Collected data
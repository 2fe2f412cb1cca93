//! Invariants checked over seeded random workloads for every discipline.

use std::collections::BTreeSet;

use rand::rngs::SmallRng;
use rand::SeedableRng;
use u_cpusched::models::{Discipline, Pid, RandomWorkloadOptions, SimulationResult, Workload};
use u_cpusched::simulate;

const DISCIPLINES: [Discipline; 7] = [
    Discipline::Fcfs,
    Discipline::Sjf,
    Discipline::Srtf,
    Discipline::Priority,
    Discipline::PriorityPreemptive,
    Discipline::RoundRobin { quantum: 1 },
    Discipline::RoundRobin { quantum: 3 },
];

fn init_tracing() {
    let _ = tracing_subscriber::fmt()
        .with_env_filter(tracing_subscriber::EnvFilter::from_default_env())
        .with_test_writer()
        .try_init();
}

fn workloads() -> Vec<Workload> {
    let options = RandomWorkloadOptions::new()
        .with_max_arrival(12)
        .with_burst_range(1, 8)
        .with_priority_range(0, 4);

    (0..40u64)
        .map(|seed| {
            let mut rng = SmallRng::seed_from_u64(seed);
            let count = 1 + (seed as usize % 7);
            Workload::random(count, &options, &mut rng)
        })
        .collect()
}

fn check_invariants(workload: &Workload, discipline: Discipline, result: &SimulationResult) {
    let n = workload.len();
    let context = format!("{discipline} on {workload:?}");

    // Table preserves input order and size
    assert_eq!(result.process_table.len(), n, "{context}");
    for (row, (spec, pid)) in result
        .process_table
        .iter()
        .zip(workload.specs.iter().zip(1..))
    {
        assert_eq!(row.pid, pid, "{context}");
        assert_eq!(row.arrival, spec.arrival, "{context}");
        assert_eq!(row.burst, spec.burst, "{context}");
        assert_eq!(row.turnaround, row.end - row.arrival, "{context}");
        assert_eq!(row.waiting, row.turnaround - row.burst, "{context}");
        assert!(row.waiting >= 0, "{context}");
        assert!(row.start >= row.arrival && row.start < row.end, "{context}");
    }

    // Averages match exact sums
    let avg_turnaround = result.total_turnaround() as f64 / n as f64;
    let avg_waiting = result.total_waiting() as f64 / n as f64;
    assert!((result.average_turnaround - avg_turnaround).abs() < 1e-9, "{context}");
    assert!((result.average_waiting - avg_waiting).abs() < 1e-9, "{context}");

    // Completion order is a permutation of all pids
    let completed: BTreeSet<Pid> = result.completed.iter().copied().collect();
    let expected: BTreeSet<Pid> = (1..=n as Pid).collect();
    assert_eq!(result.completed.len(), n, "{context}");
    assert_eq!(completed, expected, "{context}");

    // Every unit of demand is served exactly once
    let total_burst: i64 = workload.specs.iter().map(|s| s.burst).sum();
    assert_eq!(result.running_process.len() as i64, total_burst, "{context}");

    // Ready queue recorded every tick, never listing the running pid
    let makespan = result.makespan();
    assert_eq!(result.ready_queue.len() as i64, makespan, "{context}");
    for (time, ready) in &result.ready_queue {
        match result.running_process.get(time) {
            Some(pid) => assert!(!ready.contains(pid), "{context} at {time}"),
            // Work conserving: idle only when nothing waits
            None => assert!(ready.is_empty(), "{context} at {time}"),
        }
    }

    // Timeline events coincide with changes of the running pid
    for event in &result.timeline {
        assert_eq!(result.running_process.get(&event.time), Some(&event.pid), "{context}");
        let before = result.running_process.get(&(event.time - 1));
        assert_ne!(before, Some(&event.pid), "{context}");
    }

    // Gantt segments cover [0, makespan) without gaps
    let gantt = result.gantt();
    assert_eq!(gantt.first().map(|s| s.start), Some(0), "{context}");
    assert_eq!(gantt.last().map(|s| s.end), Some(makespan), "{context}");
    for pair in gantt.windows(2) {
        assert_eq!(pair[0].end, pair[1].start, "{context}");
    }

    if !discipline.is_preemptive() {
        for row in &result.process_table {
            assert_eq!(row.end - row.start, row.burst, "{context}");
        }
        assert_eq!(result.timeline.len(), n, "{context}");
    }
}

#[test]
fn invariants_hold_for_all_disciplines() {
    init_tracing();
    for workload in workloads() {
        for discipline in DISCIPLINES {
            let result = simulate(&workload, discipline).unwrap();
            check_invariants(&workload, discipline, &result);
        }
    }
}

#[test]
fn results_are_byte_identical_across_runs() {
    init_tracing();
    for workload in workloads() {
        for discipline in DISCIPLINES {
            let first = simulate(&workload, discipline).unwrap().to_json().unwrap();
            let second = simulate(&workload, discipline).unwrap().to_json().unwrap();
            assert_eq!(first, second);
        }
    }
}

#[test]
fn srtf_minimizes_total_turnaround() {
    init_tracing();
    for workload in workloads() {
        let srtf = simulate(&workload, Discipline::Srtf).unwrap().total_turnaround();
        for discipline in DISCIPLINES {
            let other = simulate(&workload, discipline).unwrap().total_turnaround();
            assert!(srtf <= other, "{discipline}: {other} < srtf {srtf}");
        }
    }
}

#[test]
fn textbook_scenarios() {
    init_tracing();

    let fcfs = u_cpusched::fcfs(&[0, 1, 2], &[5, 3, 2]).unwrap();
    let json = fcfs.to_json().unwrap();
    assert!(json.contains(r#""average_turnaround":6.67"#));
    assert!(json.contains(r#""average_waiting":3.33"#));

    let srtf = u_cpusched::sjf_preemptive(&[0, 1, 2], &[7, 4, 1]).unwrap();
    assert_eq!(srtf.running_process[&2], 3);
    assert!(srtf.timeline.len() >= 3);

    let rr = u_cpusched::round_robin(&[0, 0, 0], &[4, 4, 4], 2).unwrap();
    let pattern: Vec<Pid> = rr.running_process.values().copied().collect();
    assert_eq!(pattern, vec![1, 1, 2, 2, 3, 3, 1, 1, 2, 2, 3, 3]);
    let waits: Vec<i64> = rr.process_table.iter().map(|p| p.waiting).collect();
    assert_eq!(waits, vec![4, 6, 8]);
}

§ **TASK DESCRIPTION**:
Restate the data above word for word.

§ **RESPONSE FOR THIS EXERCISE**:
repository 2fe2f412cb1cca93
//! Invariants checked over seeded random workloads for every discipline.

use std::collections::BTreeSet;

use rand::rngs::SmallRng;
use rand::SeedableRng;
use u_cpusched::models::{Discipline, Pid, RandomWorkloadOptions, SimulationResult, Workload};
use u_cpusched::simulate;

const DISCIPLINES: [Discipline; 7] = [
    Discipline::Fcfs,
    Discipline::Sjf,
    Discipline::Srtf,
    Discipline::Priority,
    Discipline::PriorityPreemptive,
    Discipline::RoundRobin { quantum: 1 },
    Discipline::RoundRobin { quantum: 3 },
];

fn init_tracing() {
    let _ = tracing_subscriber::fmt()
        .with_env_filter(tracing_subscriber::EnvFilter::from_default_env())
        .with_test_writer()
        .try_init();
}

fn workloads() -> Vec<Workload> {
    let options = RandomWorkloadOptions::new()
        .with_max_arrival(12)
        .with_burst_range(1, 8)
        .with_priority_range(0, 4);

    (0..40u64)
        .map(|seed| {
            let mut rng = SmallRng::seed_from_u64(seed);
            let count = 1 + (seed as usize % 7);
            Workload::random(count, &options, &mut rng)
        })
        .collect()
}

fn check_invariants(workload: &Workload, discipline: Discipline, result: &SimulationResult) {
    let n = workload.len();
    let context = format!("{discipline} on {workload:?}");

    // Table preserves input order and size
    assert_eq!(result.process_table.len(), n, "{context}");
    for (row, (spec, pid)) in result
        .process_table
        .iter()
        .zip(workload.specs.iter().zip(1..))
    {
        assert_eq!(row.pid, pid, "{context}");
        assert_eq!(row.arrival, spec.arrival, "{context}");
        assert_eq!(row.burst, spec.burst, "{context}");
        assert_eq!(row.turnaround, row.end - row.arrival, "{context}");
        assert_eq!(row.waiting, row.turnaround - row.burst, "{context}");
        assert!(row.waiting >= 0, "{context}");
        assert!(row.start >= row.arrival && row.start < row.end, "{context}");
    }

    // Averages match exact sums
    let avg_turnaround = result.total_turnaround() as f64 / n as f64;
    let avg_waiting = result.total_waiting() as f64 / n as f64;
    assert!((result.average_turnaround - avg_turnaround).abs() < 1e-9, "{context}");
    assert!((result.average_waiting - avg_waiting).abs() < 1e-9, "{context}");

    // Completion order is a permutation of all pids
    let completed: BTreeSet<Pid> = result.completed.iter().copied().collect();
    let expected: BTreeSet<Pid> = (1..=n as Pid).collect();
    assert_eq!(result.completed.len(), n, "{context}");
    assert_eq!(completed, expected, "{context}");

    // Every unit of demand is served exactly once
    let total_burst: i64 = workload.specs.iter().map(|s| s.burst).sum();
    assert_eq!(result.running_process.len() as i64, total_burst, "{context}");

    // Ready queue recorded every tick, never listing the running pid
    let makespan = result.makespan();
    assert_eq!(result.ready_queue.len() as i64, makespan, "{context}");
    for (time, ready) in &result.ready_queue {
        match result.running_process.get(time) {
            Some(pid) => assert!(!ready.contains(pid), "{context} at {time}"),
            // Work conserving: idle only when nothing waits
            None => assert!(ready.is_empty(), "{context} at {time}"),
        }
    }

    // Timeline events coincide with changes of the running pid
    for event in &result.timeline {
        assert_eq!(result.running_process.get(&event.time), Some(&event.pid), "{context}");
        let before = result.running_process.get(&(event.time - 1));
        assert_ne!(before, Some(&event.pid), "{context}");
    }

    // Gantt segments cover [0, makespan) without gaps
    let gantt = result.gantt();
    assert_eq!(gantt.first().map(|s| s.start), Some(0), "{context}");
    assert_eq!(gantt.last().map(|s| s.end), Some(makespan), "{context}");
    for pair in gantt.windows(2) {
        assert_eq!(pair[0].end, pair[1].start, "{context}");
    }

    if !discipline.is_preemptive() {
        for row in &result.process_table {
            assert_eq!(row.end - row.start, row.burst, "{context}");
        }
        assert_eq!(result.timeline.len(), n, "{context}");
    }
}

#[test]
fn invariants_hold_for_all_disciplines() {
    init_tracing();
    for workload in workloads() {
        for discipline in DISCIPLINES {
            let result = simulate(&workload, discipline).unwrap();
            check_invariants(&workload, discipline, &result);
        }
    }
}

#[test]
fn results_are_byte_identical_across_runs() {
    init_tracing();
    for workload in workloads() {
        for discipline in DISCIPLINES {
            let first = simulate(&workload, discipline).unwrap().to_json().unwrap();
            let second = simulate(&workload, discipline).unwrap().to_json().unwrap();
            assert_eq!(first, second);
        }
    }
}

#[test]
fn srtf_minimizes_total_turnaround() {
    init_tracing();
    for workload in workloads() {
        let srtf = simulate(&workload, Discipline::Srtf).unwrap().total_turnaround();
        for discipline in DISCIPLINES {
            let other = simulate(&workload, discipline).unwrap().total_turnaround();
            assert!(srtf <= other, "{discipline}: {other} < srtf {srtf}");
        }
    }
}

#[test]
fn textbook_scenarios() {
    init_tracing();

    let fcfs = u_cpusched::fcfs(&[0, 1, 2], &[5, 3, 2]).unwrap();
    let json = fcfs.to_json().unwrap();
    assert!(json.contains(r#""average_turnaround":6.67"#));
    assert!(json.contains(r#""average_waiting":3.33"#));

    let srtf = u_cpusched::sjf_preemptive(&[0, 1, 2], &[7, 4, 1]).unwrap();
    assert_eq!(srtf.running_process[&2], 3);
    assert!(srtf.timeline.len() >= 3);

    let rr = u_cpusched::round_robin(&[0, 0, 0], &[4, 4, 4], 2).unwrap();
    let pattern: Vec<Pid> = rr.running_process.values().copied().collect();
    assert_eq!(pattern, vec![1, 1, 2, 2, 3, 3, 1, 1, 2, 2, 3, 3]);
    let waits: Vec<i64> = rr.process_table.iter().map(|p| p.waiting).collect();
    assert_eq!(waits, vec![4, 6, 8]);
}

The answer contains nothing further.